BY ANGELA CUNEO
How many people does it take to change a light bulb?
This common question has been asked countless times; however, with the third annual Lightbulb Exchange Program last week and this week at the University of Mary Washington, the question isn’t whether or not the light bulb has been changed, it is whether or not it has been exchanged.
For the past three years, the UMW Ecology Club, the Sustainability Department and Residence Life have been co-sponsoring a program in which students, faculty and staff are able to exchange their incandescent light blubs for energy-saving compact fluorescent light bulbs (CFLs) free of charge.
“Our goal as a club is energy saving and the reduction in harmful pollutants,” Elisa Walker, senior member of the Ecology Club and the student in charge of this year’s Lightbulb Exchange, said.
CFLs use up to 75 percent less energy than incandescent bulbs, and they have great environmental impacts because less energy used on lighting means less harmful emissions from power plants producing electricity, Walker said. CFLs also last seven to 10 times longer than regular incandescent bulbs.
“The program is open to all students, but this year the club is targeting the freshman class,” Walker said.
As opposed to previous years, the exchange locations for this year are in all freshman dorms on-campus, as well as in the Eagle’s Nest and Seacobeck. Since the incoming freshman class has never had the opportunity to exchange their light bulbs, the club believes that these locations will be most effective.
“Those upperclassmen who exchanged light bulbs three years ago should still have them,” Walker said. “Those same bulbs are still in use, so the savings in emissions keeps building up.”
On top of the energy-saving potential, the program is also beneficial because it helps UMW to save money, Walker said.

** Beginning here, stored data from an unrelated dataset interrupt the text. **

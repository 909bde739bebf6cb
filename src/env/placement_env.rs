//! The episodic placement environment.

use super::config::EnvConfig;
use super::grid::{CellRange, OccupancyGrid};
use crate::cost::wire_length;
use crate::error::PlaceResult;
use crate::layout::{Component, Layout, Placement, Problem};
use crate::random::{create_rng, rng_from_seed, uniform_upto};
use log::{debug, trace};
use rand::rngs::StdRng;

/// Number of next-component features in an [`Observation`].
pub const COMPONENT_FEATURES: usize = 4;

/// Target position of the next component as fractions of its free travel
/// along each axis. Values are clipped to `[0, 1]`.
#[derive(Debug, Clone, Copy, PartialEq)]
pub struct Action {
    pub x_ratio: f64,
    pub y_ratio: f64,
}

impl Action {
    pub fn new(x_ratio: f64, y_ratio: f64) -> Self {
        Self { x_ratio, y_ratio }
    }
}

/// What a policy sees before each step.
#[derive(Debug, Clone, PartialEq)]
pub struct Observation {
    /// Occupancy grid, row-major, 1 = covered.
    pub grid: Vec<f32>,
    /// Normalized width, normalized height, progress and placed ratio of
    /// the next component; all zeros once no component remains.
    pub component: [f32; COMPONENT_FEATURES],
    /// Placed components over total.
    pub placed_ratio: f32,
}

impl Observation {
    /// Flat vector: grid, component features, placed ratio.
    pub fn to_vec(&self) -> Vec<f32> {
        let mut v = Vec::with_capacity(self.grid.len() + COMPONENT_FEATURES + 1);
        v.extend_from_slice(&self.grid);
        v.extend_from_slice(&self.component);
        v.push(self.placed_ratio);
        v
    }
}

/// Diagnostics of one step.
#[derive(Debug, Clone, Copy, PartialEq, Default)]
pub struct StepInfo {
    /// The action's own position was used.
    pub valid_placement: bool,
    /// The action was invalid and a random fallback position was used.
    pub fallback_placement: bool,
    /// No fallback position was found; the episode ended.
    pub forced_termination: bool,
    /// Wire length of the layout after the step.
    pub wire_length: f64,
    pub components_placed: usize,
}

/// Result of [`PlacementEnv::step`].
#[derive(Debug, Clone, PartialEq)]
pub struct StepOutcome {
    pub observation: Observation,
    pub reward: f64,
    pub terminated: bool,
    pub info: StepInfo,
}

/// Places the components of a [`Problem`] one per step, in index order.
///
/// Each step takes an [`Action`] for the next component. A position
/// inside the board whose cells are free places the component. Otherwise
/// up to `max_fallback_attempts` uniform random positions are tried: the
/// first free one places the component with the invalid-action penalty,
/// and if none is free the episode ends with the forced-termination
/// penalty. The episode also ends once every component is placed.
///
/// An environment owns its grid, layout and random generator; run
/// parallel rollouts on separate instances.
#[derive(Debug, Clone)]
pub struct PlacementEnv<'a> {
    problem: &'a Problem,
    config: EnvConfig,
    rng: StdRng,
    grid: OccupancyGrid,
    layout: Layout,
    next: usize,
    terminated: bool,
}

impl<'a> PlacementEnv<'a> {
    /// Creates an environment, already reset.
    pub fn new(problem: &'a Problem, config: EnvConfig) -> PlaceResult<Self> {
        config.validate()?;
        let board = problem.board();
        let grid = OccupancyGrid::new(board.width, board.height, config.cells_per_mm);
        debug!(
            "placement env: {} components, {}x{} grid",
            problem.len(),
            grid.cols(),
            grid.rows()
        );
        Ok(Self {
            problem,
            rng: rng_from_seed(config.seed),
            config,
            grid,
            layout: problem.empty_layout(),
            next: 0,
            terminated: problem.is_empty(),
        })
    }

    /// Clears the board and starts a new episode.
    ///
    /// The random generator continues its sequence; use
    /// [`reset_with_seed`](Self::reset_with_seed) to make the episode
    /// reproducible on its own.
    pub fn reset(&mut self) -> Observation {
        self.grid.clear();
        self.layout = self.problem.empty_layout();
        self.next = 0;
        self.terminated = self.problem.is_empty();
        self.observation()
    }

    /// Reseeds the fallback generator, then resets.
    pub fn reset_with_seed(&mut self, seed: u64) -> Observation {
        self.rng = create_rng(seed);
        self.reset()
    }

    pub fn problem(&self) -> &'a Problem {
        self.problem
    }

    pub fn config(&self) -> &EnvConfig {
        &self.config
    }

    pub fn grid(&self) -> &OccupancyGrid {
        &self.grid
    }

    pub fn layout(&self) -> &Layout {
        &self.layout
    }

    pub fn is_terminated(&self) -> bool {
        self.terminated
    }

    /// The component the next step places, if any.
    pub fn current_component(&self) -> Option<&'a Component> {
        let problem: &'a Problem = self.problem;
        (self.next < problem.len()).then(|| problem.component(self.next))
    }

    /// Length of every observation vector of this environment.
    pub fn observation_len(&self) -> usize {
        self.grid.as_slice().len() + COMPONENT_FEATURES + 1
    }

    pub fn wire_length(&self) -> f64 {
        wire_length(self.problem, &self.layout)
    }

    fn placed_ratio(&self) -> f32 {
        let total = self.problem.len();
        if total == 0 {
            1.0
        } else {
            (self.layout.placed_count() as f64 / total as f64) as f32
        }
    }

    pub fn observation(&self) -> Observation {
        let placed_ratio = self.placed_ratio();
        let component = match self.current_component() {
            Some(c) => {
                let board = self.problem.board();
                [
                    (c.width / board.width) as f32,
                    (c.height / board.height) as f32,
                    (self.next as f64 / self.problem.len() as f64) as f32,
                    placed_ratio,
                ]
            }
            None => [0.0; COMPONENT_FEATURES],
        };
        Observation {
            grid: self.grid.as_slice().to_vec(),
            component,
            placed_ratio,
        }
    }

    /// Free cells for component `idx` with its origin at `(x, y)`.
    fn free_range(&self, idx: usize, x: f64, y: f64) -> Option<CellRange> {
        let rect = self.problem.footprint(idx, &Placement::at(x, y));
        if !self.problem.board().contains(&rect) {
            return None;
        }
        self.grid.range(&rect).filter(|r| self.grid.is_free(r))
    }

    fn commit(&mut self, idx: usize, x: f64, y: f64, range: &CellRange) {
        self.grid.mark(range);
        self.layout.place(idx, Placement::at(x, y));
        self.next += 1;
    }

    /// Finds a free random position for component `idx`.
    fn fallback_position(
        &mut self,
        idx: usize,
        max_x: f64,
        max_y: f64,
    ) -> Option<(f64, f64, CellRange)> {
        for _ in 0..self.config.max_fallback_attempts {
            let x = uniform_upto(&mut self.rng, max_x);
            let y = uniform_upto(&mut self.rng, max_y);
            if let Some(range) = self.free_range(idx, x, y) {
                return Some((x, y, range));
            }
        }
        None
    }

    /// Advances the episode by one placement decision.
    ///
    /// Once the episode has ended this returns reward 0 and changes
    /// nothing.
    pub fn step(&mut self, action: Action) -> StepOutcome {
        let component = match self.current_component() {
            Some(c) if !self.terminated => c,
            _ => {
                return StepOutcome {
                    observation: self.observation(),
                    reward: 0.0,
                    terminated: true,
                    info: StepInfo {
                        wire_length: self.wire_length(),
                        components_placed: self.layout.placed_count(),
                        ..StepInfo::default()
                    },
                };
            }
        };

        let idx = self.next;
        let board = self.problem.board();
        let max_x = (board.width - component.width).max(0.0);
        let max_y = (board.height - component.height).max(0.0);
        let x = action.x_ratio.clamp(0.0, 1.0) * max_x;
        let y = action.y_ratio.clamp(0.0, 1.0) * max_y;

        let mut info = StepInfo::default();
        let reward = if let Some(range) = self.free_range(idx, x, y) {
            self.commit(idx, x, y, &range);
            info.valid_placement = true;
            let mut reward =
                -self.wire_length() / self.config.reward_scale + self.config.placement_bonus;
            if self.next == self.problem.len() {
                reward += self.config.completion_bonus;
            }
            trace!("`{}` placed at ({x:.2}, {y:.2})", component.id);
            reward
        } else {
            match self.fallback_position(idx, max_x, max_y) {
                Some((fx, fy, range)) => {
                    self.commit(idx, fx, fy, &range);
                    info.fallback_placement = true;
                    trace!(
                        "invalid action for `{}`, fallback at ({fx:.2}, {fy:.2})",
                        component.id
                    );
                    self.config.invalid_action_penalty
                }
                None => {
                    self.terminated = true;
                    info.forced_termination = true;
                    debug!(
                        "no free position for `{}` after {} attempts, episode terminated",
                        component.id, self.config.max_fallback_attempts
                    );
                    self.config.forced_termination_penalty
                }
            }
        };

        if self.next == self.problem.len() {
            self.terminated = true;
        }
        info.wire_length = self.wire_length();
        info.components_placed = self.layout.placed_count();

        StepOutcome {
            observation: self.observation(),
            reward,
            terminated: self.terminated,
            info,
        }
    }
}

According to a flyer handed out by the Ecology Club to students, faculty and staff after they have exchanged their light bulbs, “the less energy we use on light bulbs, the less money UMW pays for electricity. That means lower tuitions and better use of our money.”
After the first year of the program, which was during the 2007-2008 school year, roughly 2,000 light bulbs had been exchanged at UMW.
“That was a lot,” Walker said.
Data from last year has been lost, but Walker estimated that around 500 to 600 bulbs were exchanged last year.
Walker said the program has about 350 light bulbs for this year. The program aims to exchange all of them and hopefully get more if necessary. So far, about 200 light bulbs have been exchanged.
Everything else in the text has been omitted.